(Beginning of Provided records)

//! JSON-file backed record store.
//!
//! Each table is one pretty-printed JSON array at `<data_dir>/<table>.json`.
//! Writes go through [`crate::atomic::write_atomic`], staging at
//! `<data_dir>/<table>.json.tmp`.
//!
//! # Concurrency
//!
//! Every mutation is a read-modify-write of the whole table with no
//! cross-process locking: two writers racing on the same table both read the
//! same state and the later rename wins. Deploy a single writing process per
//! data directory. Inside one process, writes to the same table take a
//! per-table async mutex for the staging/rename step only, so concurrent
//! writers never interleave bytes in the shared staging file.

use std::collections::HashMap;
use std::io;
use std::path::{Path, PathBuf};
use std::sync::{Arc, Mutex};
use std::time::Duration;

use async_trait::async_trait;
use intake_core::{
    has_id, is_valid_table_name, merge_patch, stamp_created, Record, StorageError, StorageResult,
};
use tokio::fs;

use crate::atomic::{write_atomic, RetryPolicy, WriteFailure};
use crate::TableStore;

/// Default number of write attempts before a write error is surfaced.
pub const DEFAULT_WRITE_ATTEMPTS: u32 = 3;

/// Default backoff step between write attempts.
pub const DEFAULT_RETRY_BACKOFF_MS: u64 = 100;

/// Configuration for [`FileRecordStore`].
#[derive(Debug, Clone)]
pub struct StoreConfig {
    /// Directory holding the table files. Created on first write.
    pub data_dir: PathBuf,

    /// Total write attempts for transient errors (default: 3)
    pub write_attempts: u32,

    /// Linear backoff step between attempts (default: 100ms)
    pub retry_backoff: Duration,
}

impl Default for StoreConfig {
    fn default() -> Self {
        Self {
            data_dir: PathBuf::from("data"),
            write_attempts: DEFAULT_WRITE_ATTEMPTS,
            retry_backoff: Duration::from_millis(DEFAULT_RETRY_BACKOFF_MS),
        }
    }
}

impl StoreConfig {
    /// Default settings rooted at `data_dir`.
    pub fn new(data_dir: impl Into<PathBuf>) -> Self {
        Self {
            data_dir: data_dir.into(),
            ..Self::default()
        }
    }

    fn retry_policy(&self) -> RetryPolicy {
        RetryPolicy {
            attempts: self.write_attempts,
            backoff: self.retry_backoff,
        }
    }
}

/// Table store persisting each table as an atomically replaced JSON file.
#[derive(Debug)]
pub struct FileRecordStore {
    config: StoreConfig,
    write_locks: Mutex<HashMap<String, Arc<tokio::sync::Mutex<()>>>>,
}

impl FileRecordStore {
    pub fn new(config: StoreConfig) -> Self {
        Self {
            config,
            write_locks: Mutex::new(HashMap::new()),
        }
    }

    /// Store rooted at `data_dir` with default retry settings.
    pub fn open(data_dir: impl Into<PathBuf>) -> Self {
        Self::new(StoreConfig::new(data_dir))
    }

    pub fn data_dir(&self) -> &Path {
        &self.config.data_dir
    }

    /// Canonical path of a table file.
    pub fn table_path(&self, table: &str) -> StorageResult<PathBuf> {
        check_table_name(table)?;
        Ok(self.config.data_dir.join(format!("{table}.json")))
    }

    fn staging_path(&self, table: &str) -> PathBuf {
        self.config.data_dir.join(format!("{table}.json.tmp"))
    }

    fn write_lock(&self, table: &str) -> Arc<tokio::sync::Mutex<()>> {
        let mut locks = self
            .write_locks
            .lock()
            .unwrap_or_else(|poisoned| poisoned.into_inner());
        Arc::clone(locks.entry(table.to_string()).or_default())
    }

    async fn read_table(&self, table: &str) -> StorageResult<Vec<Record>> {
        let path = self.table_path(table)?;
        let bytes = match fs::read(&path).await {
            Ok(bytes) => bytes,
            Err(e) if e.kind() == io::ErrorKind::NotFound => return Ok(Vec::new()),
            Err(source) => {
                return Err(StorageError::Io {
                    table: table.to_string(),
                    path,
                    source,
                })
            }
        };

        match serde_json::from_slice::<Vec<Record>>(&bytes) {
            Ok(records) => Ok(records),
            Err(e) => {
                tracing::warn!(
                    table,
                    path = %path.display(),
                    error = %e,
                    "Malformed table file, treating as empty"
                );
                Ok(Vec::new())
            }
        }
    }

    async fn write_table(&self, table: &str, records: &[Record]) -> StorageResult<()> {
        let path = self.table_path(table)?;
        let body = serde_json::to_vec_pretty(records).map_err(|source| {
            StorageError::Serialization {
                table: table.to_string(),
                source,
            }
        })?;

        let lock = self.write_lock(table);
        let _guard = lock.lock().await;

        fs::create_dir_all(&self.config.data_dir)
            .await
            .map_err(|source| StorageError::Io {
                table: table.to_string(),
                path: self.config.data_dir.clone(),
                source,
            })?;

        write_atomic(
            &self.staging_path(table),
            &path,
            &body,
            self.config.retry_policy(),
        )
        .await
        .map_err(|failure| write_failed(table, failure))?;

        tracing::trace!(table, records = records.len(), "Table written");
        Ok(())
    }
}

fn write_failed(table: &str, failure: WriteFailure) -> StorageError {
    tracing::error!(
        table,
        attempts = failure.attempts,
        error = %failure.source,
        "Table write failed"
    );
    StorageError::WriteFailed {
        table: table.to_string(),
        attempts: failure.attempts,
        source: failure.source,
    }
}

fn check_table_name(table: &str) -> StorageResult<()> {
    if is_valid_table_name(table) {
        Ok(())
    } else {
        Err(StorageError::InvalidTableName {
            table: table.to_string(),
        })
    }
}

#[async_trait]
impl TableStore for FileRecordStore {
    async fn get_all(&self, table: &str) -> StorageResult<Vec<Record>> {
        self.read_table(table).await
    }

    async fn append(&self, table: &str, mut record: Record) -> StorageResult<Record> {
        let mut records = self.read_table(table).await?;
        stamp_created(&mut record);
        records.push(record.clone());
        self.write_table(table, &records).await?;
        Ok(record)
    }

    async fn update(&self, table: &str, id: &str, patch: Record) -> StorageResult<Record> {
        let mut records = self.read_table(table).await?;
        let Some(existing) = records.iter_mut().find(|r| has_id(r, id)) else {
            return Err(StorageError::NotFound {
                table: table.to_string(),
                id: id.to_string(),
            });
        };
        merge_patch(existing, patch);
        let merged = existing.clone();
        self.write_table(table, &records).await?;
        Ok(merged)
    }

    async fn delete(&self, table: &str, id: &str) -> StorageResult<bool> {
        let mut records = self.read_table(table).await?;
        let before = records.len();
        records.retain(|r| !has_id(r, id));
        if records.len() == before {
            return Ok(false);
        }
        self.write_table(table, &records).await?;
        Ok(true)
    }

    async fn ensure_table_exists(&self, table: &str) -> StorageResult<()> {
        let path = self.table_path(table)?;
        match fs::metadata(&path).await {
            Ok(_) => Ok(()),
            Err(e) if e.kind() == io::ErrorKind::NotFound => {
                tracing::debug!(table, "Creating empty table file");
                self.write_table(table, &[]).await
            }
            Err(source) => Err(StorageError::Io {
                table: table.to_string(),
                path,
                source,
            }),
        }
    }
}

// ============================================================================
// TESTS
// ============================================================================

(End of Provided records)

- _Your goal_:
Nothing in the records should be altered when they are written out again.

- _Response below_:
//! JSON-file backed record store.
//!
//! Each table is one pretty-printed JSON array at `<data_dir>/<table>.json`.
//! Writes go through [`crate::atomic::write_atomic`], staging at
//! `<data_dir>/<table>.json.tmp`.
//!
//! # Concurrency
//!
//! Every mutation is a read-modify-write of the whole table with no
//! cross-process locking: two writers racing on the same table both read the
//! same state and the later rename wins. Deploy a single writing process per
//! data directory. Inside one process, writes to the same table take a
//! per-table async mutex for the staging/rename step only, so concurrent
//! writers never interleave bytes in the shared staging file.

use std::collections::HashMap;
use std::io;
use std::path::{Path, PathBuf};
use std::sync::{Arc, Mutex};
use std::time::Duration;

use async_trait::async_trait;
use intake_core::{
    has_id, is_valid_table_name, merge_patch, stamp_created, Record, StorageError, StorageResult,
};
use tokio::fs;

use crate::atomic::{write_atomic, RetryPolicy, WriteFailure};
use crate::TableStore;

/// Default number of write attempts before a write error is surfaced.
pub const DEFAULT_WRITE_ATTEMPTS: u32 = 3;

/// Default backoff step between write attempts.
pub const DEFAULT_RETRY_BACKOFF_MS: u64 = 100;

/// Configuration for [`FileRecordStore`].
#[derive(Debug, Clone)]
pub struct StoreConfig {
    /// Directory holding the table files. Created on first write.
    pub data_dir: PathBuf,

    /// Total write attempts for transient errors (default: 3)
    pub write_attempts: u32,

    /// Linear backoff step between attempts (default: 100ms)
    pub retry_backoff: Duration,
}

impl Default for StoreConfig {
    fn default() -> Self {
        Self {
            data_dir: PathBuf::from("data"),
            write_attempts: DEFAULT_WRITE_ATTEMPTS,
            retry_backoff: Duration::from_millis(DEFAULT_RETRY_BACKOFF_MS),
        }
    }
}

impl StoreConfig {
    /// Default settings rooted at `data_dir`.
    pub fn new(data_dir: impl Into<PathBuf>) -> Self {
        Self {
            data_dir: data_dir.into(),
            ..Self::default()
        }
    }

    fn retry_policy(&self) -> RetryPolicy {
        RetryPolicy {
            attempts: self.write_attempts,
            backoff: self.retry_backoff,
        }
    }
}

/// Table store persisting each table as an atomically replaced JSON file.
#[derive(Debug)]
pub struct FileRecordStore {
    config: StoreConfig,
    write_locks: Mutex<HashMap<String, Arc<tokio::sync::Mutex<()>>>>,
}

impl FileRecordStore {
    pub fn new(config: StoreConfig) -> Self {
        Self {
            config,
            write_locks: Mutex::new(HashMap::new()),
        }
    }

    /// Store rooted at `data_dir` with default retry settings.
    pub fn open(data_dir: impl Into<PathBuf>) -> Self {
        Self::new(StoreConfig::new(data_dir))
    }

    pub fn data_dir(&self) -> &Path {
        &self.config.data_dir
    }

    /// Canonical path of a table file.
    pub fn table_path(&self, table: &str) -> StorageResult<PathBuf> {
        check_table_name(table)?;
        Ok(self.config.data_dir.join(format!("{table}.json")))
    }

    fn staging_path(&self, table: &str) -> PathBuf {
        self.config.data_dir.join(format!("{table}.json.tmp"))
    }

    fn write_lock(&self, table: &str) -> Arc<tokio::sync::Mutex<()>> {
        let mut locks = self
            .write_locks
            .lock()
            .unwrap_or_else(|poisoned| poisoned.into_inner());
        Arc::clone(locks.entry(table.to_string()).or_default())
    }

    async fn read_table(&self, table: &str) -> StorageResult<Vec<Record>> {
        let path = self.table_path(table)?;
        let bytes = match fs::read(&path).await {
            Ok(bytes) => bytes,
            Err(e) if e.kind() == io::ErrorKind::NotFound => return Ok(Vec::new()),
            Err(source) => {
                return Err(StorageError::Io {
                    table: table.to_string(),
                    path,
                    source,
                })
            }
        };

        match serde_json::from_slice::<Vec<Record>>(&bytes) {
            Ok(records) => Ok(records),
            Err(e) => {
                tracing::warn!(
                    table,
                    path = %path.display(),
                    error = %e,
                    "Malformed table file, treating as empty"
                );
                Ok(Vec::new())
            }
        }
    }

    async fn write_table(&self, table: &str, records: &[Record]) -> StorageResult<()> {
        let path = self.table_path(table)?;
        let body = serde_json::to_vec_pretty(records).map_err(|source| {
            StorageError::Serialization {
                table: table.to_string(),
                source,
            }
        })?;

        let lock = self.write_lock(table);
        let _guard = lock.lock().await;

        fs::create_dir_all(&self.config.data_dir)
            .await
            .map_err(|source| StorageError::Io {
                table: table.to_string(),
                path: self.config.data_dir.clone(),
                source,
            })?;

        write_atomic(
            &self.staging_path(table),
            &path,
            &body,
            self.config.retry_policy(),
        )
        .await
        .map_err(|failure| write_failed(table, failure))?;

        tracing::trace!(table, records = records.len(), "Table written");
        Ok(())
    }
}

fn write_failed(table: &str, failure: WriteFailure) -> StorageError {
    tracing::error!(
        table,
        attempts = failure.attempts,
        error = %failure.source,
        "Table write failed"
    );
    StorageError::WriteFailed {
        table: table.to_string(),
        attempts: failure.attempts,
        source: failure.source,
    }
}

fn check_table_name(table: &str) -> StorageResult<()> {
    if is_valid_table_name(table) {
        Ok(())
    } else {
        Err(StorageError::InvalidTableName {
            table: table.to_string(),
        })
    }
}

#[async_trait]
impl TableStore for FileRecordStore {
    async fn get_all(&self, table: &str) -> StorageResult<Vec<Record>> {
        self.read_table(table).await
    }

    async fn append(&self, table: &str, mut record: Record) -> StorageResult<Record> {
        let mut records = self.read_table(table).await?;
        stamp_created(&mut record);
        records.push(record.clone());
        self.write_table(table, &records).await?;
        Ok(record)
    }

    async fn update(&self, table: &str, id: &str, patch: Record) -> StorageResult<Record> {
        let mut records = self.read_table(table).await?;
        let Some(existing) = records.iter_mut().find(|r| has_id(r, id)) else {
            return Err(StorageError::NotFound {
                table: table.to_string(),
                id: id.to_string(),
            });
        };
        merge_patch(existing, patch);
        let merged = existing.clone();
        self.write_table(table, &records).await?;
        Ok(merged)
    }

    async fn delete(&self, table: &str, id: &str) -> StorageResult<bool> {
        let mut records = self.read_table(table).await?;
        let before = records.len();
        records.retain(|r| !has_id(r, id));
        if records.len() == before {
            return Ok(false);
        }
        self.write_table(table, &records).await?;
        Ok(true)
    }

    async fn ensure_table_exists(&self, table: &str) -> StorageResult<()> {
        let path = self.table_path(table)?;
        match fs::metadata(&path).await {
            Ok(_) => Ok(()),
            Err(e) if e.kind() == io::ErrorKind::NotFound => {
                tracing::debug!(table, "Creating empty table file");
                self.write_table(table, &[]).await
            }
            Err(source) => Err(StorageError::Io {
                table: table.to_string(),
                path,
                source,
            }),
        }
    }
}

// ============================================================================
// TESTS
// ============================================================================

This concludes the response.